Trans Women, Lactation, and Exclusion

While I have discussed the obstacles faced by cis women who wish to breastfeed many times, I have neglected to delve into the reality of trans women and their experiences with breastfeeding. This is unacceptable, and a reflection of the cis privilege that I enjoy. Contrary to popular belief, almost every person regardless of gender has the necessary equipment to nurse a child. If you have a healthy breast, you can probably breastfeed.

Now, when a cis woman wants to breastfeed, she is in for an uphill battle. She will get so much misinformation from health care professionals, well-meaning relatives, friends, and advertisements. Her decisions on when and how frequently to nurse are going to be policed by total strangers. If she nurses for “too long,” people will accuse her of being selfish (as if there were no health benefits to full-term nursing or child-led weaning); if she doesn’t nurse “long enough,” then people will accuse her of being vain or lazy (as if there were no legitimate reasons to choose not to nurse or to choose mother-led weaning), which not only is disrespectful to a woman’s bodily autonomy, but also feeds the “rabid baby-fetishing mommy-guilting breastfeeding zealout” meme and turns more women off to even considering breastfeeding in the first place. If she wants to take breaks at work to pump, she will have to deal with coworkers and superiors who may be less than understanding.

That’s just the tip of the iceberg for cis women. For a trans woman, take all of those issues and multiply them by a million.
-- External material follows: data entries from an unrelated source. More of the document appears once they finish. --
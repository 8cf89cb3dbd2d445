//! Booking entity and its temporal classification.
//!
//! A booking fixes its time window at creation and only the status moves,
//! monotonically: WAITING to APPROVED or REJECTED (by the item's owner), or
//! WAITING to CANCELED (by the booker). Listing endpoints classify bookings
//! relative to a single reference instant captured once per request; the same
//! predicates are pushed into SQL by the MySQL repository and evaluated
//! in memory by the mock, so both backends agree on every boundary case.

use chrono::{DateTime, Utc};
use serde::{Deserialize, Serialize};
use std::str::FromStr;

use crate::errors::DomainError;

/// Lifecycle status of a booking
#[derive(Debug, Clone, Copy, PartialEq, Eq, Serialize, Deserialize)]
#[serde(rename_all = "UPPERCASE")]
pub enum BookingStatus {
    /// Created by the booker, awaiting the owner's decision
    Waiting,
    /// Accepted by the item's owner
    Approved,
    /// Declined by the item's owner
    Rejected,
    /// Withdrawn by the booker before a decision
    Canceled,
}

impl BookingStatus {
    /// Storage representation of the status
    pub fn as_str(&self) -> &'static str {
        match self {
            Self::Waiting => "WAITING",
            Self::Approved => "APPROVED",
            Self::Rejected => "REJECTED",
            Self::Canceled => "CANCELED",
        }
    }
}

impl FromStr for BookingStatus {
    type Err = DomainError;

    fn from_str(s: &str) -> Result<Self, Self::Err> {
        match s {
            "WAITING" => Ok(Self::Waiting),
            "APPROVED" => Ok(Self::Approved),
            "REJECTED" => Ok(Self::Rejected),
            "CANCELED" => Ok(Self::Canceled),
            other => Err(DomainError::database(format!(
                "Unknown booking status: {other}"
            ))),
        }
    }
}

/// A renter's reservation of an item for a date range
#[derive(Debug, Clone, PartialEq, Eq, Serialize, Deserialize)]
pub struct Booking {
    /// Unique identifier, assigned by the storage layer
    pub id: i64,

    /// Identifier of the booked item
    pub item_id: i64,

    /// Identifier of the renting user
    pub booker_id: i64,

    /// Start of the rental window
    pub start: DateTime<Utc>,

    /// End of the rental window, strictly after `start`
    pub end: DateTime<Utc>,

    /// Current lifecycle status
    pub status: BookingStatus,
}

impl Booking {
    /// Creates a new Booking in the WAITING state. The id is assigned when
    /// the entity is persisted.
    pub fn new(item_id: i64, booker_id: i64, start: DateTime<Utc>, end: DateTime<Utc>) -> Self {
        Self {
            id: 0,
            item_id,
            booker_id,
            start,
            end,
            status: BookingStatus::Waiting,
        }
    }

    /// The window has fully elapsed
    pub fn is_past(&self, now: DateTime<Utc>) -> bool {
        self.end < now
    }

    /// The window has not started yet
    pub fn is_future(&self, now: DateTime<Utc>) -> bool {
        self.start > now
    }

    /// `now` falls inside the window, boundaries inclusive
    pub fn is_current(&self, now: DateTime<Utc>) -> bool {
        self.start <= now && now <= self.end
    }

    /// Whether this booking's window intersects `[start, end]`
    pub fn overlaps(&self, start: DateTime<Utc>, end: DateTime<Utc>) -> bool {
        self.start <= end && start <= self.end
    }
}

/// State filter accepted by the booking listing endpoints.
///
/// CURRENT, PAST and FUTURE partition the bookings of a caller with respect
/// to a fixed reference instant; WAITING and REJECTED select by status, with
/// REJECTED also covering bookings the renter canceled.
#[derive(Debug, Clone, Copy, PartialEq, Eq)]
pub enum StateFilter {
    All,
    Current,
    Past,
    Future,
    Waiting,
    Rejected,
}

impl StateFilter {
    /// Evaluate the filter predicate against a booking at `now`
    pub fn matches(&self, booking: &Booking, now: DateTime<Utc>) -> bool {
        match self {
            Self::All => true,
            Self::Current => booking.is_current(now),
            Self::Past => booking.is_past(now),
            Self::Future => booking.is_future(now),
            Self::Waiting => booking.status == BookingStatus::Waiting,
            Self::Rejected => matches!(
                booking.status,
                BookingStatus::Rejected | BookingStatus::Canceled
            ),
        }
    }
}

impl FromStr for StateFilter {
    type Err = DomainError;

    fn from_str(s: &str) -> Result<Self, Self::Err> {
        match s.to_ascii_uppercase().as_str() {
            "ALL" => Ok(Self::All),
            "CURRENT" => Ok(Self::Current),
            "PAST" => Ok(Self::Past),
            "FUTURE" => Ok(Self::Future),
            "WAITING" => Ok(Self::Waiting),
            "REJECTED" => Ok(Self::Rejected),
            other => Err(DomainError::validation(format!("Unknown state: {other}"))),
        }
    }
}

/// Sort bookings by start descending, id descending as the stabilizing
/// secondary key. Matches the order the listing queries produce.
pub fn sort_newest_first(bookings: &mut [Booking]) {
    bookings.sort_by(|a, b| b.start.cmp(&a.start).then(b.id.cmp(&a.id)));
}

#[cfg(test)]
mod tests {
    use super::*;
    use chrono::Duration;

    fn booking(id: i64, start: DateTime<Utc>, end: DateTime<Utc>) -> Booking {
        Booking {
            id,
            ..Booking::new(1, 2, start, end)
        }
    }

    #[test]
    fn test_buckets_partition_bookings() {
        let now = Utc::now();
        let bookings = vec![
            booking(1, now - Duration::hours(3), now - Duration::hours(1)),
            booking(2, now - Duration::hours(1), now + Duration::hours(1)),
            booking(3, now + Duration::hours(1), now + Duration::hours(3)),
            booking(4, now, now + Duration::hours(1)),
            booking(5, now - Duration::hours(1), now),
        ];

        for b in &bookings {
            let buckets = [b.is_past(now), b.is_current(now), b.is_future(now)];
            let hits = buckets.iter().filter(|&&hit| hit).count();
            assert_eq!(hits, 1, "booking {} must land in exactly one bucket", b.id);
        }
    }

    #[test]
    fn test_current_boundaries_are_inclusive() {
        let now = Utc::now();
        let starts_now = booking(1, now, now + Duration::hours(1));
        let ends_now = booking(2, now - Duration::hours(1), now);

        assert!(starts_now.is_current(now));
        assert!(!starts_now.is_future(now));
        assert!(ends_now.is_current(now));
        assert!(!ends_now.is_past(now));
    }

    #[test]
    fn test_state_filter_parsing() {
        assert_eq!("current".parse::<StateFilter>().unwrap(), StateFilter::Current);
        assert_eq!("ALL".parse::<StateFilter>().unwrap(), StateFilter::All);
        assert_eq!("Past".parse::<StateFilter>().unwrap(), StateFilter::Past);

        let error = "SOON".parse::<StateFilter>().unwrap_err();
        assert_eq!(error, DomainError::validation("Unknown state: SOON"));
    }

    #[test]
    fn test_rejected_filter_covers_canceled() {
        let now = Utc::now();
        let mut b = booking(1, now + Duration::hours(1), now + Duration::hours(2));

        b.status = BookingStatus::Rejected;
        assert!(StateFilter::Rejected.matches(&b, now));

        b.status = BookingStatus::Canceled;
        assert!(StateFilter::Rejected.matches(&b, now));

        b.status = BookingStatus::Waiting;
        assert!(!StateFilter::Rejected.matches(&b, now));
        assert!(StateFilter::Waiting.matches(&b, now));
    }

    #[test]
    fn test_sort_newest_first_with_id_tiebreak() {
        let now = Utc::now();
        let start = now + Duration::hours(1);
        let mut bookings = vec![
            booking(1, start, start + Duration::hours(1)),
            booking(3, start, start + Duration::hours(2)),
            booking(2, start + Duration::hours(5), start + Duration::hours(6)),
        ];

        sort_newest_first(&mut bookings);

        let ids: Vec<i64> = bookings.iter().map(|b| b.id).collect();
        assert_eq!(ids, vec![2, 3, 1]);
    }

    #[test]
    fn test_overlap_boundaries_touch() {
        let now = Utc::now();
        let b = booking(1, now, now + Duration::hours(2));

        assert!(b.overlaps(now + Duration::hours(2), now + Duration::hours(3)));
        assert!(b.overlaps(now - Duration::hours(1), now));
        assert!(!b.overlaps(now + Duration::hours(3), now + Duration::hours(4)));
    }

    #[test]
    fn test_status_round_trip() {
        for status in [
            BookingStatus::Waiting,
            BookingStatus::Approved,
            BookingStatus::Rejected,
            BookingStatus::Canceled,
        ] {
            assert_eq!(status.as_str().parse::<BookingStatus>().unwrap(), status);
        }
    }
}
Misinformation regarding, well, almost anything about trans women’s lives is regurgitated and unchallenged by the vast majority of the cis population (who, naturally, dominate the medical profession as well as every other discipline of our society). Trans women have to deal with discrimination from the medical community on a horrific level; things that cis women do without much thought, such as filling out medical forms, are not such a carefree task for trans folks. When I see a new doctor for the first time, I don’t have to wonder if she is going to be so bigoted against me that she will not even enter the room or touch me.

While I feel snug and protected by the laws in my state that guarantee my right to nurse publicly, trans women do not have the same luxury. They cannot take for granted that someone will not challenge them (or arrest them!) on the basis that they are “not really women.”

While many cis women can take for granted that their milk will come in without much effort on their part, there are many trans women who will not be able to afford the hormonal regimen that will allow them to simulate a pregnancy and induce lactation. Insurance companies already overwhelmingly fail to provide support and supplies for lactating cis women; trans women can expect to get exactly squat to even spur lactogenesis in the first place.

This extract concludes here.